Если мы спросим себя, которая из этих двух расходящихся между собой
версий древнее, то ответ может быть только один. Странно было бы
предположить, в противоположность всем историческим аналогиям, что правила
морали, входившие первоначально составной частью в древний кодекс,
впоследствии были выброшены и заменены правилами религиозного ритуала.
Представляется ли, например, вероятным, что заповедь "не кради" была позднее
изъята из кодекса и вместо нее включено предписание: "Жертва праздника Пасхи
не должна переночевать до утра"? Можно ли вообразить, что заповедь "не
убивай" была вытеснена другой - "не вари козленка в молоке матери его"?
Такое предположение не вяжется со всем смыслом истории человечества.
Естественно думать, что моральная версия декалога, как ее можно назвать по
ее преобладающему элементу, принадлежит к более позднему времени, чем
ритуальная версия. Ведь именно моральная тенденция и придавала силу учению
сперва еврейских пророков, а потом и самого Христа. Мы будем, вероятно,
недалеки от истины, если предположим, что замена ритуального декалога
моральным совершалась под влиянием пророков.
Но если, таким образом, из двух версий декалога ритуальная версия
должна быть, как я думаю, признана более древней, то спрашивается: почему
правилу "не вари козленка в молоке матери его" придано такое серьезное
значение, что оно было помещено в первоначальном кодексе еврейского народа,
тогда как несравненно более важные, на наш взгляд, правила, как запрещение
убийства, кражи и прелюбодеяния, были исключены из него? Заповедь эта
служила большим камнем преткновения для библейских критиков и была различным
образом истолкована ими. Едва ли во всем ритуальном законодательстве
найдется другой закон, на котором бог чаще настаивал бы и который бы люди
более искажали, чем запрет варить козленка в молоке его матери. А если так,
то правило, столь усердно внедрявшееся божеством или законодателем в умы
народа, заслуживает нашего особого внимания. Если комментаторам до сих пор
не удалось выяснить его истинный смысл, то причиной этому была та точка
зрения, с которой они подходили к вопросу, или же неполнота их информации, а
не трудности, лежащие в самом вопросе. Так, например, предположение
прежнего, да и нынешнего, времени о том, что правило это продиктовано
какой-то утонченной гуманностью, противоречит духу кодекса, содержащего
означенный запрет. Законодатель, который, как это видно из остального
содержания первоначального декалога, не обращал ни малейшего внимания на
чувства людей, едва ли интересовался больше материнскими чувствами козы.

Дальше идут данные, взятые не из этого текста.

//! Order status lifecycle.

use std::fmt;

use serde::{Deserialize, Serialize};

/// Backend order status.
///
/// Unknown values deserialize to [`OrderStatus::Unknown`] so that new backend
/// statuses never break order-history decoding.
#[derive(Debug, Clone, Copy, PartialEq, Eq, Hash, Serialize, Deserialize, Default)]
#[serde(rename_all = "lowercase")]
pub enum OrderStatus {
    #[default]
    Pending,
    Processing,
    Shipped,
    Delivered,
    Cancelled,
    #[serde(other)]
    Unknown,
}

impl OrderStatus {
    /// Human-readable status name.
    #[must_use]
    pub const fn display_name(&self) -> &'static str {
        match self {
            Self::Pending => "Pending",
            Self::Processing => "Processing",
            Self::Shipped => "Shipped",
            Self::Delivered => "Delivered",
            Self::Cancelled => "Cancelled",
            Self::Unknown => "Unknown",
        }
    }
}

impl fmt::Display for OrderStatus {
    fn fmt(&self, f: &mut fmt::Formatter<'_>) -> fmt::Result {
        f.write_str(self.display_name())
    }
}
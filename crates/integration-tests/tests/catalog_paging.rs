//! Catalog pagination: page math, filters, and navigation bounds.
//!
//! The backend seeds 23 products, so the default page size of 10 yields
//! three pages with a short last page.

#![allow(clippy::unwrap_used, clippy::expect_used)]

use std::sync::atomic::Ordering;

use bee_commerce_core::CategoryId;

use bee_commerce_client::session::MemoryStorage;
use bee_commerce_client::{ApiClient, CatalogPager, ClientConfig, ClientError, PageSize};
use bee_commerce_integration_tests::{MockBackend, PASSWORD, USERNAME};

async fn pager_for(backend: &MockBackend) -> CatalogPager {
    let config = ClientConfig::with_base_url(&backend.base_url()).unwrap();
    let client = ApiClient::new(&config, Box::new(MemoryStorage::new())).unwrap();
    client.login(USERNAME, PASSWORD).await.unwrap();
    CatalogPager::new(client)
}

#[tokio::test]
async fn test_first_page_and_totals() {
    let backend = MockBackend::start().await;
    let mut pager = pager_for(&backend).await;

    let page = pager.fetch().await.unwrap();
    assert_eq!(page.items.len(), 10);
    assert_eq!(page.total_count, 23);
    assert_eq!(page.total_pages(), 3);
}

#[tokio::test]
async fn test_last_page_is_short() {
    let backend = MockBackend::start().await;
    let mut pager = pager_for(&backend).await;

    pager.fetch().await.unwrap();
    let page = pager.go_to_page(3).await.unwrap();
    assert_eq!(page.items.len(), 3);
    assert_eq!(page.page, 3);
}

#[tokio::test]
async fn test_out_of_range_page_is_rejected_locally() {
    let backend = MockBackend::start().await;
    let mut pager = pager_for(&backend).await;

    pager.fetch().await.unwrap();
    let before = backend.counters().products.load(Ordering::SeqCst);

    let err = pager.go_to_page(9).await.unwrap_err();
    assert!(matches!(
        err,
        ClientError::InvalidPage {
            requested: 9,
            total: 3
        }
    ));
    let err = pager.go_to_page(0).await.unwrap_err();
    assert!(matches!(err, ClientError::InvalidPage { requested: 0, .. }));

    // Rejected before any request went out; position unchanged.
    assert_eq!(backend.counters().products.load(Ordering::SeqCst), before);
    assert_eq!(pager.query().page, 1);
}

#[tokio::test]
async fn test_next_and_previous_respect_bounds() {
    let backend = MockBackend::start().await;
    let mut pager = pager_for(&backend).await;

    pager.fetch().await.unwrap();
    assert!(matches!(
        pager.previous_page().await.unwrap_err(),
        ClientError::InvalidPage { .. }
    ));

    pager.next_page().await.unwrap();
    pager.next_page().await.unwrap();
    assert_eq!(pager.query().page, 3);
    assert!(matches!(
        pager.next_page().await.unwrap_err(),
        ClientError::InvalidPage { .. }
    ));
}

#[tokio::test]
async fn test_search_resets_to_page_one() {
    let backend = MockBackend::start().await;
    let mut pager = pager_for(&backend).await;

    pager.fetch().await.unwrap();
    pager.go_to_page(2).await.unwrap();

    // 7 of the 23 seeded products are honey jars.
    let page = pager.set_search("honey").await.unwrap();
    assert_eq!(page.total_count, 7);
    assert_eq!(page.page, 1);
    assert!(page.items.iter().all(|p| p.name.contains("Honey")));
    assert_eq!(pager.query().page, 1);
}

#[tokio::test]
async fn test_category_filter() {
    let backend = MockBackend::start().await;
    let mut pager = pager_for(&backend).await;

    let page = pager.set_category(Some(CategoryId::new(2))).await.unwrap();
    assert!(
        page.items
            .iter()
            .all(|p| p.category.as_ref().map(|c| c.id) == Some(CategoryId::new(2)))
    );

    let page = pager.set_category(None).await.unwrap();
    assert_eq!(page.total_count, 23);
}

#[tokio::test]
async fn test_page_size_change_reshapes_pages() {
    let backend = MockBackend::start().await;
    let mut pager = pager_for(&backend).await;

    let page = pager.set_page_size(PageSize::Twenty).await.unwrap();
    assert_eq!(page.items.len(), 20);
    assert_eq!(page.total_pages(), 2);
}

#[tokio::test]
async fn test_bare_list_response_normalizes_to_single_page() {
    let backend = MockBackend::start().await;
    backend.set_bare_product_list(true);
    let mut pager = pager_for(&backend).await;

    let page = pager.fetch().await.unwrap();
    assert_eq!(page.items.len(), 23);
    assert_eq!(page.total_count, 23);
    assert_eq!(page.page, 1);
    assert_eq!(page.total_pages(), 3);
}

#[tokio::test]
async fn test_window_follows_current_page() {
    let backend = MockBackend::start().await;
    let mut pager = pager_for(&backend).await;

    pager.fetch().await.unwrap();
    let window = pager.window();
    assert_eq!(window.pages, vec![1, 2, 3]);
    assert_eq!(window.jump_to_last, None);
}
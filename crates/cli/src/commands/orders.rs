//! Order history listing.

use bee_commerce_client::Storefront;

/// Print the logged-in user's orders, newest first as the server returns them.
pub async fn list(shop: &Storefront) -> Result<(), Box<dyn std::error::Error>> {
    let orders = shop.orders().await?;
    if orders.is_empty() {
        println!("No orders yet");
        return Ok(());
    }

    for order in &orders {
        let placed = order
            .ordered_at
            .map_or_else(|| "-".to_string(), |t| t.format("%Y-%m-%d %H:%M").to_string());
        println!(
            "Order {:>6}  {placed}  {:>10}  {}",
            order.id.to_string(),
            order.total_amount.to_string(),
            order.status_label()
        );
        for item in &order.items {
            println!(
                "    {:>3} x {:<40} {:>10}",
                item.quantity,
                item.product.name,
                item.subtotal().to_string()
            );
        }
    }
    Ok(())
}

Более приемлемым можно считать другой взгляд, согласно которому запрет был
направлен против какого-то магического или идолопоклоннического обряда,
вызывавшего осуждение законодателя и стремление искоренить его. Такое
объяснение было принято как наиболее правдоподобное некоторыми выдающимися
учеными, начиная с Маймонида и кончая Робертсоном-Смитом, но оно не
подкрепляется фактами. А потому следует обратиться к рассмотрению вопроса о
том, не встречаются ли аналогичные запреты, с указанием на причины таковых,
среди первобытных пастушеских племен в настоящее время, ибо по самому
существу своему такие обычаи могут быть свойственны скорее пастушеским, чем
земледельческим народам.
У современных пастушеских племен в Африке существует повсеместно
глубоко укоренившееся отвращение к кипячению молока, основанное на боязни,
что если вскипятить молоко от коровы, то последняя перестанет доиться и
может даже погибнуть от причиненного ей этим вреда. Например, у мусульман
Сьерра-Леоне и соседних местностей коровье молоко и масло составляют важный
предмет питания, но "они никогда не кипятят молоко, боясь, что оно от этого
пропадает у коровы, а также не продают его тому, кто стал бы это делать.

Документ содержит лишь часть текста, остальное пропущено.